(Collected data)

***

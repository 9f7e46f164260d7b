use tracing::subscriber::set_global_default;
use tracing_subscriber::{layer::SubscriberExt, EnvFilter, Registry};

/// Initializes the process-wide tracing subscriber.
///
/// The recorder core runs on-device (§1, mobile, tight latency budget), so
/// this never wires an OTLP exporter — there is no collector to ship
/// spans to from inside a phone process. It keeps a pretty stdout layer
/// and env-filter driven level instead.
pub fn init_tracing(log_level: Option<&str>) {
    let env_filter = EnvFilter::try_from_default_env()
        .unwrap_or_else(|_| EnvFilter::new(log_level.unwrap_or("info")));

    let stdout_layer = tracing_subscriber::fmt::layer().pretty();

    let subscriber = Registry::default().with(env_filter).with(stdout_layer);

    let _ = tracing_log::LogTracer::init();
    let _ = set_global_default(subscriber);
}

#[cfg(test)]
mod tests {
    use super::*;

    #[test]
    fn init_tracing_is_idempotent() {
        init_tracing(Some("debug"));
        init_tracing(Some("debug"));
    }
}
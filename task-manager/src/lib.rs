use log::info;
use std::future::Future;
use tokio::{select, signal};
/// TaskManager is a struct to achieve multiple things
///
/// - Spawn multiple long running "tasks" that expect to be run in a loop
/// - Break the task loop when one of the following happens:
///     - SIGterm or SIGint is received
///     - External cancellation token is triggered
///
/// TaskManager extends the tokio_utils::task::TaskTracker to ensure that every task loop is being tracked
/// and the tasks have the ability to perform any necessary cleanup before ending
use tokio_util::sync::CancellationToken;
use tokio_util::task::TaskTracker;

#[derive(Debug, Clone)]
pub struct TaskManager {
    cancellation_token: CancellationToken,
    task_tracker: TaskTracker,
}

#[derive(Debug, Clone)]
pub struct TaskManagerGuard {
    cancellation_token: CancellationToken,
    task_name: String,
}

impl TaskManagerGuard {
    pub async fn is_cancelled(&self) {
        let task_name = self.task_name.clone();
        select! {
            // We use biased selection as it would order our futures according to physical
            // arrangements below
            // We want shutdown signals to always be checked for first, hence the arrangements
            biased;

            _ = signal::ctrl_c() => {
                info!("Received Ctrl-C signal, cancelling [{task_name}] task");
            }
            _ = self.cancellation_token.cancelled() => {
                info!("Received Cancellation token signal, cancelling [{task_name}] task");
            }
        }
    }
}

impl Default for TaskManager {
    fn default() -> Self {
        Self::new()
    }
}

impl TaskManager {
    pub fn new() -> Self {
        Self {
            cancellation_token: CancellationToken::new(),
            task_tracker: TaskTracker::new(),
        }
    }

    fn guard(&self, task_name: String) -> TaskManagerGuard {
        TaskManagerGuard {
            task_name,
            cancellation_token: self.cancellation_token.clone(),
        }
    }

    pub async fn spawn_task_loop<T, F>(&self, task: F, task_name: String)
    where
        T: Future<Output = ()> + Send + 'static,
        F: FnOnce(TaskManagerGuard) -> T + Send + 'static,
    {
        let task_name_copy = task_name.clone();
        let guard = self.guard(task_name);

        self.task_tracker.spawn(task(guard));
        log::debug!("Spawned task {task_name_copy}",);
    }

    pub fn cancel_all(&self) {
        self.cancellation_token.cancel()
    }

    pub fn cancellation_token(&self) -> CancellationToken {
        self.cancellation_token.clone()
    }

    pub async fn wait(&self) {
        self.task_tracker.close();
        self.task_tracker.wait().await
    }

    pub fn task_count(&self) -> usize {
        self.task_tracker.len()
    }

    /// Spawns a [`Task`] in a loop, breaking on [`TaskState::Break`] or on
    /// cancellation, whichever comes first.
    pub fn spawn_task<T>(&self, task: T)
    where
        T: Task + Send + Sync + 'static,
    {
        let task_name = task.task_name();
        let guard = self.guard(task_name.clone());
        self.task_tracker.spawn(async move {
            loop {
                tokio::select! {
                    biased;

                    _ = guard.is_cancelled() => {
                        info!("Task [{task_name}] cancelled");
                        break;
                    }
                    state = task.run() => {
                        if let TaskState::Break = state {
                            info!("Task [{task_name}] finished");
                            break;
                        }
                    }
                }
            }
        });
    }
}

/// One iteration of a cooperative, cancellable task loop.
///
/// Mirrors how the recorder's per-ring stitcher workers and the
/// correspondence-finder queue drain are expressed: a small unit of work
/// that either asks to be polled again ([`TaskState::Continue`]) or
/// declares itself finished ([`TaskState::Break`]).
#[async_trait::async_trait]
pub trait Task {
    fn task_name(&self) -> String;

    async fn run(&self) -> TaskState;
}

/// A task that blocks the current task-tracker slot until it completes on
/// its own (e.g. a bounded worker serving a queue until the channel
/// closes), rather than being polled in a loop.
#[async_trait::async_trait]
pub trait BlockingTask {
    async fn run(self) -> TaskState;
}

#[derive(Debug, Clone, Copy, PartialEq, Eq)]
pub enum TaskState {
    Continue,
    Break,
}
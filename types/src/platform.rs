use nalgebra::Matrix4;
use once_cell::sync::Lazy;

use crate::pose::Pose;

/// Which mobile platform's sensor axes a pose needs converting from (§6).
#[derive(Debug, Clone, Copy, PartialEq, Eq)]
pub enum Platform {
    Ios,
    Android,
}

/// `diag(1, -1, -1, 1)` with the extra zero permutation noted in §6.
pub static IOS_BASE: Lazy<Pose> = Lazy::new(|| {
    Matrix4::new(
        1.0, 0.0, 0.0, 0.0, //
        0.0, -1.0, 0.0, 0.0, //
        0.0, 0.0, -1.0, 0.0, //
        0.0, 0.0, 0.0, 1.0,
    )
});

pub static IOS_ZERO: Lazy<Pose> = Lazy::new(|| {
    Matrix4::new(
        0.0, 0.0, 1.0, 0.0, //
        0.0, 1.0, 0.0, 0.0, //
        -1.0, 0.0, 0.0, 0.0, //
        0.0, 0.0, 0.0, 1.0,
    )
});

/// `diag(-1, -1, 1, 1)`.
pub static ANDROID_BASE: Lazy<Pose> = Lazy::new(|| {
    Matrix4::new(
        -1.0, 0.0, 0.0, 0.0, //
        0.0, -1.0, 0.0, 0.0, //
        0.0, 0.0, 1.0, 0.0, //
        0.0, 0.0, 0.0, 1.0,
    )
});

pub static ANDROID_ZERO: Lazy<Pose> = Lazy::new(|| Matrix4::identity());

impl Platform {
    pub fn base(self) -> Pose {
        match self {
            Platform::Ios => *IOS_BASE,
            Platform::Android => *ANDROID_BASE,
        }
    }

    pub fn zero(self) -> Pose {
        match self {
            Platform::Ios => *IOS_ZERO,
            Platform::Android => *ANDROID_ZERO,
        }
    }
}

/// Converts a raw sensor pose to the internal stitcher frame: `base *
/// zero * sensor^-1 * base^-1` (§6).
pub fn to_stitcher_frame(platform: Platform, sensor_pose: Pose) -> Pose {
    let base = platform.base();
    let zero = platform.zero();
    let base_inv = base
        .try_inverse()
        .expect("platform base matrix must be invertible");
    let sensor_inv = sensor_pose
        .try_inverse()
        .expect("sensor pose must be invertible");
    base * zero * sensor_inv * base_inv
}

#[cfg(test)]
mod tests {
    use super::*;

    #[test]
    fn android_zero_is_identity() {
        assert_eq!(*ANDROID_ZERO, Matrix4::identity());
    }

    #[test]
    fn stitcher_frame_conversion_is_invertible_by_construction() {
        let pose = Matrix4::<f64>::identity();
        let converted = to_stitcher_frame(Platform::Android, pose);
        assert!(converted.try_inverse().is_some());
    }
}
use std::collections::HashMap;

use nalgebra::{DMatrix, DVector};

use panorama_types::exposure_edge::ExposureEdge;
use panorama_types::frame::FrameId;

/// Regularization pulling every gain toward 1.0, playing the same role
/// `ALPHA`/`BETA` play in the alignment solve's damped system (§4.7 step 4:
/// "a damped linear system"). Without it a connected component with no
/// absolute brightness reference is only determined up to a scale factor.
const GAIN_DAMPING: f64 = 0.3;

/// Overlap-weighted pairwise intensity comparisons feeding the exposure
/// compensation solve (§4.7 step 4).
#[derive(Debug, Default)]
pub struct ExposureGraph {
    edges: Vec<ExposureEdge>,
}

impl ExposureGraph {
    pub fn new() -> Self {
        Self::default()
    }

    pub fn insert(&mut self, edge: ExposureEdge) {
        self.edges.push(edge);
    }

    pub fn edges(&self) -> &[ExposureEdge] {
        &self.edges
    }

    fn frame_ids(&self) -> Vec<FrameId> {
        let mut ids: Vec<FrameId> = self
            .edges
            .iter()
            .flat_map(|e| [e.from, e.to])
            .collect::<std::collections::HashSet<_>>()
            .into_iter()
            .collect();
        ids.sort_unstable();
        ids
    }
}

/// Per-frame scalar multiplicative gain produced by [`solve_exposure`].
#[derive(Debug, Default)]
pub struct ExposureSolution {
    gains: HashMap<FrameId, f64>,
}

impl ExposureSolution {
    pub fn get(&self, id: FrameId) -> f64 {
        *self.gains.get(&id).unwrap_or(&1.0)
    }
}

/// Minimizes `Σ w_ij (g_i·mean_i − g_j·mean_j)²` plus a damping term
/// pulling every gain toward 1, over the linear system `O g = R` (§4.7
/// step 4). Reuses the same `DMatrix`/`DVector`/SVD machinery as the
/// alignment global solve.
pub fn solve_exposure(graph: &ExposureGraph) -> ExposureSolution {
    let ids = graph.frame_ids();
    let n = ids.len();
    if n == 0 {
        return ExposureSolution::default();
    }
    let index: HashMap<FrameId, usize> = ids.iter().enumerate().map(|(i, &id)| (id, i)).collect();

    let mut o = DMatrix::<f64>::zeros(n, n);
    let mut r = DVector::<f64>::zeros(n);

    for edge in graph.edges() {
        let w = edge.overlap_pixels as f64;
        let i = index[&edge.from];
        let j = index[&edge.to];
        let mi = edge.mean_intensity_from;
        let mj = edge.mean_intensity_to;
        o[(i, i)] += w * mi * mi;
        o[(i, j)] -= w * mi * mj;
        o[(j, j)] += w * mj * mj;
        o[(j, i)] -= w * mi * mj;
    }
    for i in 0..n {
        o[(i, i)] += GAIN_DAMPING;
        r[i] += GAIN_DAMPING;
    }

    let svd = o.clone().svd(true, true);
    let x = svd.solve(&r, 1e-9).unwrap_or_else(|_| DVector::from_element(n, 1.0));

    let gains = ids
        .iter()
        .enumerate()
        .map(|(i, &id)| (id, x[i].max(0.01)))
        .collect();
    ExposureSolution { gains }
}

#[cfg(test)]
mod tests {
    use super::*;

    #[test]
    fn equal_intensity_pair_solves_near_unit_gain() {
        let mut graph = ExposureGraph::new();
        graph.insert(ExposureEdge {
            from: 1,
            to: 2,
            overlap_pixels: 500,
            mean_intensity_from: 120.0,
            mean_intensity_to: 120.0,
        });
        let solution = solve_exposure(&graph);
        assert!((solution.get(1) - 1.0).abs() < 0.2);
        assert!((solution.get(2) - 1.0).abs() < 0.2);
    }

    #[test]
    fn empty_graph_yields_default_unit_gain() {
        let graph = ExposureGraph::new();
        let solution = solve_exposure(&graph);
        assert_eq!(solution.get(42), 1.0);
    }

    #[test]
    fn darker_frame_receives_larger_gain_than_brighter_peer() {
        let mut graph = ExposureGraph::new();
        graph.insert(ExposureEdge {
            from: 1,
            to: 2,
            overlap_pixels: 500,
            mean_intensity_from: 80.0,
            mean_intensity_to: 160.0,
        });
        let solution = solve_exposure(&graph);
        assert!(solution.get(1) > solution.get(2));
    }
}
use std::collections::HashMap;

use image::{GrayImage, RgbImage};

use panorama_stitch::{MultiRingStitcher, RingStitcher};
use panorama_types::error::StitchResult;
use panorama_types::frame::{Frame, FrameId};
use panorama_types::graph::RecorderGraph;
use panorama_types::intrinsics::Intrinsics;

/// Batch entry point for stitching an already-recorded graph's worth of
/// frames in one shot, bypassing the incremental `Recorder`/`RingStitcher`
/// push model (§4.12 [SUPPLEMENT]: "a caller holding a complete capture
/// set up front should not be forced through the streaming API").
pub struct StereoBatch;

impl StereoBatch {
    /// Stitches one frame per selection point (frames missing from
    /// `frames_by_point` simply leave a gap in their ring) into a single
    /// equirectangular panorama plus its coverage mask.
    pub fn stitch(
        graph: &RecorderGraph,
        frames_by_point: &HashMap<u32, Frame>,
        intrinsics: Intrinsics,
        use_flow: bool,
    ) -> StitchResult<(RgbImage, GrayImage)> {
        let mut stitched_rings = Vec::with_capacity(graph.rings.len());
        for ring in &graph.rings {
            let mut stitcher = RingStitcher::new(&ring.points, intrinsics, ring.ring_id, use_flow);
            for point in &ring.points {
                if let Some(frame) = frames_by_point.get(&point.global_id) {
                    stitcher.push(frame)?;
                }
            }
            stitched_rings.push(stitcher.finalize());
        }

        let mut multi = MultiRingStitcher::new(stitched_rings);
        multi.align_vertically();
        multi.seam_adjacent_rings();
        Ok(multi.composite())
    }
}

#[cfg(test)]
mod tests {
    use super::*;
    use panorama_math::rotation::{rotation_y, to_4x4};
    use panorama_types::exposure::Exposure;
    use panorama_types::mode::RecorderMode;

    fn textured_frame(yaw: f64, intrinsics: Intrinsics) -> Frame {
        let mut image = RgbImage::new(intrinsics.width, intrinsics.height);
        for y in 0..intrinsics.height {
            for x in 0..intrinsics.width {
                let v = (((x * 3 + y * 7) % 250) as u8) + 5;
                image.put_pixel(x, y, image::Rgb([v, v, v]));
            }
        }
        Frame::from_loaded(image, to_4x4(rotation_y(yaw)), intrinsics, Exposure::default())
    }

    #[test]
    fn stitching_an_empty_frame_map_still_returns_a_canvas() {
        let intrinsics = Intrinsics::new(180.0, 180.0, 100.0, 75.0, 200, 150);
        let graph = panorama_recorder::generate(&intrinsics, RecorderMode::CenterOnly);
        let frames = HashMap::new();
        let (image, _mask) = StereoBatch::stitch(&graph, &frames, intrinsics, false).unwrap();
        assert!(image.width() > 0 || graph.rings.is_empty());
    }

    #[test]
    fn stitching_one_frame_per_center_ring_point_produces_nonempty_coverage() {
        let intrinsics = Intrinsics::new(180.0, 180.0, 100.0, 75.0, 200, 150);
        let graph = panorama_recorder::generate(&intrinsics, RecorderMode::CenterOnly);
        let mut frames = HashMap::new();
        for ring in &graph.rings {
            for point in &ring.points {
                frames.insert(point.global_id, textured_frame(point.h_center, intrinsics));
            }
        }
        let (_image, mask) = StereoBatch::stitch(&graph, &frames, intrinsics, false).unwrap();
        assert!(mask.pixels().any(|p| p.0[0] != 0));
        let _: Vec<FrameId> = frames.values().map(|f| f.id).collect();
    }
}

***

### Task directions
Look above for the line holding "let converted = to_stitcher_frame(Platform::Android, pose);" and the line holding "fn frame_ids(&self) ->". Retype both, and every line between them, word for word and nothing else.

### Exercise solution
        let converted = to_stitcher_frame(Platform::Android, pose);
        assert!(converted.try_inverse().is_some());
    }
}
use std::collections::HashMap;

use nalgebra::{DMatrix, DVector};

use panorama_types::exposure_edge::ExposureEdge;
use panorama_types::frame::FrameId;

/// Regularization pulling every gain toward 1.0, playing the same role
/// `ALPHA`/`BETA` play in the alignment solve's damped system (§4.7 step 4:
/// "a damped linear system"). Without it a connected component with no
/// absolute brightness reference is only determined up to a scale factor.
const GAIN_DAMPING: f64 = 0.3;

/// Overlap-weighted pairwise intensity comparisons feeding the exposure
/// compensation solve (§4.7 step 4).
#[derive(Debug, Default)]
pub struct ExposureGraph {
    edges: Vec<ExposureEdge>,
}

impl ExposureGraph {
    pub fn new() -> Self {
        Self::default()
    }

    pub fn insert(&mut self, edge: ExposureEdge) {
        self.edges.push(edge);
    }

    pub fn edges(&self) -> &[ExposureEdge] {
        &self.edges
    }

    fn frame_ids(&self) -> Vec<FrameId> {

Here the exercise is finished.